Under your approach, every case would be decided on standing. If standing requiresz that the plaintiff’s claimed interest has to actually be legally protected, then the judge would first have to determine whether the interest is actually legally protected or not - that is, which side wins the whole case. That’s just not how standing works. Standing is determined at the beginning of oroceeds, not after they are finished. Standing only requires a non-frivolous argument that the interest is legally protected. Whether it actually is or not is what the merits proceedings decide.
I understand there was a California law saying their interest wasn’t legally protected. But they claimed, non-frivolously, that that law was unconstitutional. Their claim was sufficiently non-frivolous that they had standing to make it. If they were right and the law was unconstitutional, they would win.
I hope that the plaintiffs' counsel did not take this case on a contingent fee basis, and I hope they got paid handsomely.
I suspect there are any number of advocacy groups willing to supply lawyers pro bono on issues like this.
Attorneys from King & Spalding LLP are identified as plaintiffs' counsel. I would be surprised if three different offices of that firm worked the case pro bono.
I wonder who is footing the bill.
Hopefully people will realize secular also means getting rid of sectarian ideological cult brainwashing material like 'social justice' and 'progressivism' and not just the religions/cults they personally disapprove of.
That's precluded by the ancient legal doctrine of Pinguis Fors. AKA Fat Chance.
And just how are 'social justice' and 'progressivism' materials sectarian? Those ideologies are secular in nature.
When liberals claimed that socially conservative positions like opposition to abortion (and drugs, alcohol, homosexuality, fornication, gambling, etc etc. etc.) were religious and not secular, judges came up with a test that defines religion very narrowly. Religion involves doctrines about a supreme being or beings. Because beliefs about how human beings should behave - whatever those beliefs are - are not doctrines about a supreme being or beings, they are not religion.

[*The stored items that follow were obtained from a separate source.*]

//! The version control engine.
//!
//! Per-file histories live in memory behind a single `RwLock`; every
//! mutation appends to the shared audit log. Persistence of version records
//! is the caller's concern (they round-trip through CBOR), the engine owns
//! the graph invariants:
//!
//! - version numbers are monotonic from 1
//! - exactly one head per (file, branch) after every mutation
//! - the merkle root is anchored on the most recent version only
//! - merges either fully apply or change nothing

use std::collections::{BTreeMap, BTreeSet, HashMap};
use std::sync::{Arc, RwLock};

use tracing::{debug, info};

use sealdrive_core::{
    now_millis, AuditLog, ChangeEvent, ContentHash, EventKind, FileId, Principal, VersionId,
};

use crate::branch::{Branch, MAIN_BRANCH};
use crate::error::{Result, VersionError};
use crate::merkle::merkle_root;
use crate::version::{classify_change, ChangeType, Parentage, Version};

/// Default history page size.
pub const DEFAULT_HISTORY_LIMIT: usize = 50;

/// One field-level disagreement between two branch heads.
#[derive(Debug, Clone, PartialEq, Eq)]
pub struct Conflict {
    /// `content` or `metadata:<key>`.
    pub field: String,

    /// The source head's value, if present.
    pub source_value: Option<String>,

    /// The target head's value, if present.
    pub target_value: Option<String>,
}

/// How to resolve a conflicted merge.
#[derive(Debug, Clone, Default)]
pub struct MergeResolution {
    /// Take the source head's content instead of the target's.
    pub use_source: bool,

    /// Metadata entries overriding the target head's.
    pub metadata: BTreeMap<String, String>,
}

/// The result of a merge attempt.
#[derive(Debug, Clone)]
pub struct MergeOutcome {
    /// Whether a merge version was created.
    pub success: bool,

    /// The merge version, when successful.
    pub version: Option<Version>,

    /// The disagreements found between the two heads.
    pub conflicts: Vec<Conflict>,

    /// Stable identifier for this conflict set, for resolution workflows.
    /// Present only on failure.
    pub conflict_id: Option<String>,
}

/// The result of comparing two versions.
#[derive(Debug, Clone)]
pub struct VersionComparison {
    pub version_a: VersionId,
    pub version_b: VersionId,

    /// Human-readable field differences.
    pub differences: Vec<String>,

    /// Weighted similarity in `[0, 1]`; 1.0 means identical.
    pub similarity: f64,
}

struct FileHistory {
    /// Versions in creation order.
    versions: Vec<Version>,
    branches: BTreeMap<String, Branch>,
}

impl FileHistory {
    fn find(&self, id: &VersionId) -> Option<&Version> {
        self.versions.iter().find(|v| v.id == *id)
    }

    fn find_mut(&mut self, id: &VersionId) -> Option<&mut Version> {
        self.versions.iter_mut().find(|v| v.id == *id)
    }

    fn next_number(&self) -> u64 {
        self.versions.iter().map(|v| v.number).max().unwrap_or(0) + 1
    }

    /// Recompute the merkle root and store it on the newest version only.
    fn anchor_merkle(&mut self) {
        for version in &mut self.versions {
            version.merkle_root = None;
        }
        let leaves: Vec<ContentHash> = self.versions.iter().map(|v| v.content_hash).collect();
        let root = merkle_root(&leaves);
        if let Some(last) = self.versions.last_mut() {
            last.merkle_root = root;
        }
    }

    /// Advance a branch to a new version: record it, move the head pointer,
    /// re-anchor the merkle root. Returns the version as recorded.
    fn advance(&mut self, branch: &str, version: Version) -> Version {
        if let Some(b) = self.branches.get_mut(branch) {
            b.head = version.id;
        }
        let anchored = version.clone();
        self.versions.push(version);
        self.anchor_merkle();
        self.versions
            .last()
            .cloned()
            .unwrap_or(anchored)
    }
}

/// In-memory version control over any number of files.
pub struct VersionControlEngine {
    files: RwLock<HashMap<FileId, FileHistory>>,
    audit: Arc<AuditLog>,
}
//! Error types for the storage layer.

use thiserror::Error;

/// Errors from the key-value store.
#[derive(Debug, Error)]
pub enum StoreError {
    #[error("sqlite error: {0}")]
    Sqlite(#[from] rusqlite::Error),

    #[error("storage backend unavailable: {0}")]
    Unavailable(String),

    #[error("migration failed: {0}")]
    MigrationFailed(String),
}

/// Result alias for store operations.
pub type Result<T> = std::result::Result<T, StoreError>;
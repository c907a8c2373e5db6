//! The capability token service.
//!
//! Issues, validates and revokes tokens; owns the per-file ACLs and the
//! sharing-link lifecycle. Constructed once per process/tenant over a
//! key-value store and a shared audit log.

use std::collections::BTreeSet;
use std::sync::Arc;

use rand::RngCore;
use tracing::{debug, warn};

use sealdrive_core::{now_millis, AuditLog, ChangeEvent, EventKind, FileId, LinkId, Principal, TokenId};
use sealdrive_store::KvStore;

use crate::acl::FilePermissionSet;
use crate::error::{Result, TokenError};
use crate::link::{link_scope, SharingLink};
use crate::registry::TokenRegistry;
use crate::token::{AccessToken, Permission, TokenPayload};

/// Default token lifetime: 24 hours.
pub const DEFAULT_TTL_MILLIS: i64 = 24 * 60 * 60 * 1000;

/// Store key for the persisted service secret.
const SERVICE_SECRET_KEY: &str = "tokens/secret";

/// Derivation context for per-principal MAC keys.
const MAC_KEY_CONTEXT: &str = "sealdrive-v1 token mac";

/// The secret all MAC keys are derived from.
struct ServiceSecret([u8; 32]);

impl Drop for ServiceSecret {
    fn drop(&mut self) {
        self.0.fill(0);
    }
}

/// Issues and validates capability tokens; manages file ACLs and links.
pub struct TokenService<S: KvStore + Clone> {
    store: S,
    registry: TokenRegistry<S>,
    secret: ServiceSecret,
    audit: Arc<AuditLog>,
}

impl<S: KvStore + Clone> TokenService<S> {
    /// Open the service, loading or creating the signing secret.
    pub fn open(store: S, audit: Arc<AuditLog>) -> Result<Self> {
        let secret = match store.get(SERVICE_SECRET_KEY)? {
            Some(bytes) if bytes.len() == 32 => {
                let mut arr = [0u8; 32];
                arr.copy_from_slice(&bytes);
                ServiceSecret(arr)
            }
            Some(_) => return Err(TokenError::Serialization("malformed service secret".into())),
            None => {
                let mut arr = [0u8; 32];
                rand::thread_rng().fill_bytes(&mut arr);
                store.set(SERVICE_SECRET_KEY, &arr)?;
                debug!("generated new token service secret");
                ServiceSecret(arr)
            }
        };

        let registry = TokenRegistry::new(store.clone());

        Ok(Self {
            store,
            registry,
            secret,
            audit,
        })
    }

    /// Per-principal MAC key.
    fn mac_key(&self, principal: &Principal) -> [u8; 32] {
        let mut hasher = blake3::Hasher::new_derive_key(MAC_KEY_CONTEXT);
        hasher.update(&self.secret.0);
        hasher.update(principal.as_bytes());
        *hasher.finalize().as_bytes()
    }

    // ────────────────────────────────────────────────────────────────────
    // Token lifecycle
    // ────────────────────────────────────────────────────────────────────

    /// Issue a signed token for a principal.
    pub fn issue_token(
        &self,
        principal: &Principal,
        permissions: BTreeSet<Permission>,
        ttl_millis: Option<i64>,
    ) -> Result<AccessToken> {
        self.issue_scoped(principal, permissions, ttl_millis, "api".to_string())
    }

    fn issue_scoped(
        &self,
        principal: &Principal,
        permissions: BTreeSet<Permission>,
        ttl_millis: Option<i64>,
        scope: String,
    ) -> Result<AccessToken> {
        let now = now_millis();
        let payload = TokenPayload {
            token_id: TokenId::random(),
            principal: principal.clone(),
            permissions,
            issued_at: now,
            expires_at: now + ttl_millis.unwrap_or(DEFAULT_TTL_MILLIS),
            scope,
        };

        let token = AccessToken::sign(payload, &self.mac_key(principal));
        self.registry.register(&token.payload.token_id, now)?;

        self.audit.record(ChangeEvent::now(
            EventKind::TokenIssued,
            None,
            principal.clone(),
            format!("token {} scope {}", token.payload.token_id, token.payload.scope),
        ));

        Ok(token)
    }

    /// Validate a token in wire form.
    ///
    /// Fails closed: malformed structure, a MAC mismatch, an unknown or
    /// inactive registry entry, and expiry all return `None`. Expiry
    /// additionally marks the registry entry inactive (terminal), so the
    /// caller cannot tell an expired token from a revoked one afterwards.
    ///
    /// The MAC is checked before anything touches the registry: claims in
    /// an unverified payload must not drive state changes, or a forgery
    /// carrying a known token id could retire the genuine token.
    pub fn validate_token(&self, token: &str) -> Option<TokenPayload> {
        let parsed = AccessToken::decode(token).ok()?;

        if !parsed.verify(&self.mac_key(&parsed.payload.principal)) {
            return None;
        }

        let active = self.registry.is_active(&parsed.payload.token_id).ok()?;
        if !active {
            return None;
        }

        let now = now_millis();
        if now >= parsed.payload.expires_at {
            if let Err(e) = self.registry.deactivate(&parsed.payload.token_id, now) {
                warn!(token = %parsed.payload.token_id, error = %e, "failed to retire expired token");
            }
            return None;
        }

        Some(parsed.payload)
    }

    /// Revoke a token by id. Terminal and idempotent.
    pub fn revoke_token(&self, token_id: &TokenId) -> Result<()> {
        self.registry.deactivate(token_id, now_millis())?;
        debug!(token = %token_id, "revoked token");
        Ok(())
    }

    /// Check a token's permission on a file.
    ///
    /// Conjunctive: the token must be valid AND assert the permission AND
    /// the file's ACL must grant that principal the permission. A token
    /// never bypasses the file-level grant.
    pub fn has_permission(&self, token: &str, file_id: &FileId, permission: Permission) -> bool {
        let payload = match self.validate_token(token) {
            Some(p) => p,
            None => return false,
        };

        if !payload.asserts(permission) {
            return false;
        }

        match self.file_permissions(file_id) {
            Ok(Some(acl)) => acl.allows(&payload.principal, permission),
            _ => false,
        }
    }

    // ────────────────────────────────────────────────────────────────────
    // File ACLs
    // ────────────────────────────────────────────────────────────────────

    /// Seed the ACL for a freshly created file.
    ///
    /// Returns the existing set unchanged if one is already present.
    pub fn create_file_acl(&self, file_id: &FileId, owner: &Principal) -> Result<FilePermissionSet> {
        if let Some(existing) = self.file_permissions(file_id)? {
            return Ok(existing);
        }

        let acl = FilePermissionSet::new(file_id.clone(), owner.clone());
        self.store.set(&acl_path(file_id), &acl.to_bytes())?;
        Ok(acl)
    }

    /// Load the ACL for a file.
    pub fn file_permissions(&self, file_id: &FileId) -> Result<Option<FilePermissionSet>> {
        match self.store.get(&acl_path(file_id))? {
            Some(bytes) => Ok(Some(FilePermissionSet::from_bytes(&bytes)?)),
            None => Ok(None),
        }
    }

    /// Grant permissions on a file and record the change.
    pub fn grant_file_permissions(
        &self,
        file_id: &FileId,
        principal: &Principal,
        permissions: &BTreeSet<Permission>,
        actor: &Principal,
    ) -> Result<()> {
        let mut acl = self
            .file_permissions(file_id)?
            .ok_or_else(|| TokenError::NotFound(format!("file {}", file_id)))?;

        acl.grant(principal, permissions);
        self.store.set(&acl_path(file_id), &acl.to_bytes())?;

        self.audit.record(ChangeEvent::now(
            EventKind::PermissionGranted,
            Some(file_id.clone()),
            actor.clone(),
            format!("granted {:?} to {}", permissions, principal),
        ));
        debug!(file = %file_id, principal = %principal, "granted permissions");
        Ok(())
    }

    /// Revoke permissions on a file and record the change.
    pub fn revoke_file_permissions(
        &self,
        file_id: &FileId,
        principal: &Principal,
        permissions: &BTreeSet<Permission>,
        actor: &Principal,
    ) -> Result<()> {
        let mut acl = self
            .file_permissions(file_id)?
            .ok_or_else(|| TokenError::NotFound(format!("file {}", file_id)))?;

        acl.revoke(principal, permissions);
        self.store.set(&acl_path(file_id), &acl.to_bytes())?;

        self.audit.record(ChangeEvent::now(
            EventKind::PermissionRevoked,
            Some(file_id.clone()),
            actor.clone(),
            format!("revoked {:?} from {}", permissions, principal),
        ));
        debug!(file = %file_id, principal = %principal, "revoked permissions");
        Ok(())
    }

    // ────────────────────────────────────────────────────────────────────
    // Sharing links
    // ────────────────────────────────────────────────────────────────────

    /// Create a bearer sharing link for a file.
    ///
    /// The actor must hold `share` on the file (owner and admins qualify).
    pub fn create_sharing_link(
        &self,
        file_id: &FileId,
        permissions: BTreeSet<Permission>,
        ttl_millis: Option<i64>,
        actor: &Principal,
    ) -> Result<SharingLink> {
        let acl = self
            .file_permissions(file_id)?
            .ok_or_else(|| TokenError::NotFound(format!("file {}", file_id)))?;
        if !acl.allows(actor, Permission::Share) {
            return Err(TokenError::Unauthorized);
        }

        let link_id = LinkId::random();
        let token = self.issue_scoped(
            actor,
            permissions.clone(),
            ttl_millis,
            link_scope(&link_id),
        )?;

        let link = SharingLink {
            link_id,
            file_id: file_id.clone(),
            token_id: token.payload.token_id,
            token: token.encode(),
            permissions,
            created_by: actor.clone(),
            created_at: token.payload.issued_at,
            expires_at: token.payload.expires_at,
            access_count: 0,
        };

        self.store.set(&link_path(&link_id), &link.to_bytes())?;

        self.audit.record(ChangeEvent::now(
            EventKind::LinkCreated,
            Some(file_id.clone()),
            actor.clone(),
            format!("sharing link {}", link_id),
        ));
        Ok(link)
    }

    /// Present a sharing link (bearer semantics: no principal check).
    ///
    /// Increments the access counter on success; fails closed on expiry or
    /// revocation of the embedded token, exactly like `validate_token`.
    pub fn validate_sharing_link(&self, link_id: &LinkId) -> Option<SharingLink> {
        let bytes = self.store.get(&link_path(link_id)).ok()??;
        let mut link = SharingLink::from_bytes(&bytes).ok()?;

        self.validate_token(&link.token)?;

        link.access_count += 1;
        if self
            .store
            .set(&link_path(link_id), &link.to_bytes())
            .is_err()
        {
            return None;
        }

        self.audit.record(ChangeEvent::now(
            EventKind::LinkAccessed,
            Some(link.file_id.clone()),
            link.created_by.clone(),
            format!("sharing link {} access #{}", link_id, link.access_count),
        ));
        Some(link)
    }

    /// Revoke a sharing link by retiring its embedded token.
    pub fn revoke_sharing_link(&self, link_id: &LinkId) -> Result<()> {
        let bytes = self
            .store
            .get(&link_path(link_id))?
            .ok_or_else(|| TokenError::NotFound(format!("link {}", link_id)))?;
        let link = SharingLink::from_bytes(&bytes)?;

        self.revoke_token(&link.token_id)?;

        self.audit.record(ChangeEvent::now(
            EventKind::TokenRevoked,
            Some(link.file_id.clone()),
            link.created_by.clone(),
            format!("sharing link {} revoked", link_id),
        ));
        Ok(())
    }
}
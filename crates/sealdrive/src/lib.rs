//! # Sealdrive
//!
//! An encrypted file sharing core. Three pillars behind one facade:
//!
//! - **Keys** ([`sealdrive_keys`]): every file gets its own content key,
//!   envelope-encrypted per principal. Sharing wraps the same key for the
//!   grantee; revocation deletes their copy and nothing else.
//! - **Tokens** ([`sealdrive_tokens`]): signed, scoped, expiring capability
//!   tokens with a revocation registry and per-file ACLs. Validation fails
//!   closed and permission checks are conjunctive.
//! - **Versions** ([`sealdrive_versions`]): branch graphs of immutable,
//!   content-addressed versions with merge, revert and merkle anchoring.
//!
//! [`Drive`] composes the three over a single [`sealdrive_store::KvStore`]
//! and serializes mutations per file id. Construct one per process/tenant:
//!
//! ```
//! use std::collections::BTreeMap;
//! use std::sync::Arc;
//! use sealdrive::{Drive, FileId, Principal};
//! use sealdrive_store::MemoryStore;
//!
//! let drive = Drive::open(Arc::new(MemoryStore::new())).unwrap();
//! let alice = Principal::new("alice");
//! let file = FileId::new("report.txt");
//!
//! drive.create_file(&file, b"hello", BTreeMap::new(), &alice).unwrap();
//! let content = drive.read_file(&file, &alice, None).unwrap();
//! assert_eq!(&content.bytes[..], b"hello");
//! ```

pub mod drive;
pub mod error;

pub use drive::{Drive, FileContent};
pub use error::{DriveError, Result};

// Re-export the types callers need to drive the facade.
pub use sealdrive_core::{
    AuditLog, ChangeEvent, ContentHash, EventKind, FileId, IntegrityReport, LinkId, Principal,
    TokenId, VersionId,
};
pub use sealdrive_tokens::{AccessToken, Permission, SharingLink, TokenPayload};
pub use sealdrive_versions::{
    Branch, ChangeType, MergeOutcome, MergeResolution, Parentage, Version, VersionComparison,
    MAIN_BRANCH,
};
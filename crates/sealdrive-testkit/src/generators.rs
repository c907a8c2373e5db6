//! Proptest generators for property-based testing.

use std::collections::{BTreeMap, BTreeSet};

use proptest::prelude::*;

use sealdrive_core::{ContentHash, FileId, Principal, VersionId};
use sealdrive_tokens::Permission;

/// Generate an opaque principal string (wallet-address-ish).
pub fn principal() -> impl Strategy<Value = Principal> {
    "[a-zA-Z0-9:/_-]{1,48}".prop_map(Principal::new)
}

/// Generate a file id, including ids with separators in them.
pub fn file_id() -> impl Strategy<Value = FileId> {
    "[a-zA-Z0-9._/-]{1,64}".prop_map(FileId::new)
}

/// Generate a random version id.
pub fn version_id() -> impl Strategy<Value = VersionId> {
    any::<[u8; 32]>().prop_map(VersionId::from_bytes)
}

/// Generate a random content hash.
pub fn content_hash() -> impl Strategy<Value = ContentHash> {
    any::<[u8; 32]>().prop_map(ContentHash::from_bytes)
}

/// Generate one permission.
pub fn permission() -> impl Strategy<Value = Permission> {
    prop_oneof![
        Just(Permission::Read),
        Just(Permission::Write),
        Just(Permission::Delete),
        Just(Permission::Share),
        Just(Permission::Admin),
    ]
}

/// Generate a non-empty permission set.
pub fn permission_set() -> impl Strategy<Value = BTreeSet<Permission>> {
    prop::collection::btree_set(permission(), 1..=5)
}

/// Generate a metadata map.
pub fn metadata() -> impl Strategy<Value = BTreeMap<String, String>> {
    prop::collection::btree_map("[a-z][a-z0-9-]{0,15}", "[ -~]{0,32}", 0..=6)
}

/// Generate content bytes, biased toward the edge cases: empty blobs and
/// multi-byte UTF-8 alongside arbitrary binary.
pub fn content(max_len: usize) -> impl Strategy<Value = Vec<u8>> {
    prop_oneof![
        Just(Vec::new()),
        "[\\PC]{1,64}".prop_map(String::into_bytes),
        prop::collection::vec(any::<u8>(), 1..=max_len),
    ]
}

/// Generate a reasonable timestamp (Unix milliseconds).
pub fn timestamp() -> impl Strategy<Value = i64> {
    0i64..=4_102_444_800_000i64
}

“Progressivism” and “social justice” are beliefs about how human beings should behave, not doctrines about a supreme being or beings. So, aplying the same test that was used for the conservative social positions that liberals accused of being religion, the test gives the same result. They are secular moral positions, not religion.
Waht’s sauce for the goose has to be sauce for the gander.
After all, John Calhoun claimed that opposition to slavery was nothing but religious superstition.
Every zealot tends to believe that people with different or opposing ideas are irrational religious nuts. You’re no different from any of the others. It’s part of the American way.